Scientific classification
- Kingdom: Animalia
- Phylum: Arthropoda
- Class: Malacostraca
- Order: Decapoda
- Suborder: Pleocyemata
- Infraorder: Caridea
- Family: Atyidae
- Genus: Caridina
- Species: C. yilong
- Binomial name: Caridina yilong Cai & Liang, 1999

= Caridina yilong =

- Genus: Caridina
- Species: yilong
- Authority: Cai & Liang, 1999
- Conservation status: PE

Species of crustacean

Caridina yilong is a species of freshwater shrimp in the family Atyidae. C. yilong was described from Lake Yilong (Yilong Hu) in Yunnan, China, and was believed to be endemic to the margins of the lake among fringing vegetation. Only the type series has ever been collected, and the type locality of Lake Yilong has since dried up for extended periods of time due to the abstraction of water (notably in 1984, one year after their collection, a twenty-day period of complete dryness was recorded).
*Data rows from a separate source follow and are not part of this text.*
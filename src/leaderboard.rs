//! Static leaderboard shown beside the canvas
//!
//! Records come from `data.json` next to the page. Loading is best effort:
//! any failure is logged and the game runs without a leaderboard.

use serde::{Deserialize, Serialize};

use crate::error::LeaderboardError;

/// Where the page serves the leaderboard from
pub const LEADERBOARD_URL: &str = "data.json";

/// A single leaderboard record
#[derive(Debug, Clone, PartialEq, Eq, Serialize, Deserialize)]
pub struct LeaderboardEntry {
    pub rank: u32,
    pub username: String,
    pub score: u64,
}

impl LeaderboardEntry {
    /// One display line, e.g. `1. alice - 120 pts`
    pub fn display_line(&self) -> String {
        format!("{}. {} - {} pts", self.rank, self.username, self.score)
    }
}

/// Parse the JSON array served as `data.json`
pub fn parse_leaderboard(json: &str) -> Result<Vec<LeaderboardEntry>, LeaderboardError> {
    Ok(serde_json::from_str(json)?)
}

/// Fetch and parse the leaderboard (WASM only)
#[cfg(target_arch = "wasm32")]
pub async fn fetch_leaderboard(url: &str) -> Result<Vec<LeaderboardEntry>, LeaderboardError> {
    use wasm_bindgen::JsCast;
    use wasm_bindgen_futures::JsFuture;

    let window = crate::platform::dom::window()?;
    let resp_value = JsFuture::from(window.fetch_with_str(url))
        .await
        .map_err(|e| LeaderboardError::Fetch(format!("{:?}", e)))?;
    let resp: web_sys::Response = resp_value
        .dyn_into()
        .map_err(|_| LeaderboardError::Fetch("not a Response".to_string()))?;
    if !resp.ok() {
        return Err(LeaderboardError::Status(resp.status()));
    }

    let text_promise = resp
        .text()
        .map_err(|e| LeaderboardError::Fetch(format!("{:?}", e)))?;
    let text = JsFuture::from(text_promise)
        .await
        .map_err(|e| LeaderboardError::Fetch(format!("{:?}", e)))?
        .as_string()
        .unwrap_or_default();

    parse_leaderboard(&text)
}

/// Append one row per entry to `#leaderboard` (WASM only)
#[cfg(target_arch = "wasm32")]
pub fn render_leaderboard(entries: &[LeaderboardEntry]) -> Result<(), crate::error::WebError> {
    use crate::platform::dom;

    let document = dom::document()?;
    let container = dom::element("leaderboard")?;
    for entry in entries {
        let row = document.create_element("div")?;
        row.set_class_name("leaderboard-entry");
        row.set_text_content(Some(&entry.display_line()));
        container.append_child(&row)?;
    }
    Ok(())
}

/// Fetch and show the leaderboard, logging any failure (WASM only)
#[cfg(target_arch = "wasm32")]
pub async fn load_and_render() {
    match fetch_leaderboard(LEADERBOARD_URL).await {
        Ok(entries) => {
            log::info!("Loaded {} leaderboard entries", entries.len());
            if let Err(e) = render_leaderboard(&entries) {
                log::error!("Error showing leaderboard: {}", e);
            }
        }
        Err(e) => log::error!("Error loading data: {}", e),
    }
}

#[cfg(test)]
mod tests {
    use super::*;

    #[test]
    fn test_parse_and_format() {
        let json = r#"[
            {"rank": 1, "username": "maya", "score": 120},
            {"rank": 2, "username": "tom", "score": 87}
        ]"#;
        let entries = parse_leaderboard(json).unwrap();
        assert_eq!(entries.len(), 2);
        assert_eq!(entries[0].display_line(), "1. maya - 120 pts");
        assert_eq!(entries[1].display_line(), "2. tom - 87 pts");
    }

    #[test]
    fn test_bundled_data_parses() {
        let entries = parse_leaderboard(include_str!("../data.json")).unwrap();
        assert!(!entries.is_empty());
        assert_eq!(entries[0].rank, 1);
    }

    #[test]
    fn test_empty_list() {
        assert!(parse_leaderboard("[]").unwrap().is_empty());
    }

    #[test]
    fn test_malformed_is_parse_error() {
        let err = parse_leaderboard(r#"{"rank": 1}"#).unwrap_err();
        assert!(matches!(err, LeaderboardError::Parse(_)));
        let err = parse_leaderboard(r#"[{"rank": 1, "username": "x"}]"#).unwrap_err();
        assert!(matches!(err, LeaderboardError::Parse(_)));
    }
}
Organic pollution caused by sedimentation along with agricultural and industrial pollution has caused this species to be assessed as Critically Endangered by the IUCN, with the caveat possibly extinct. In addition, two species of fish, Anabarilius macrolepis and Cyprinus yilongensis, that also were endemic to the lake are now extinct.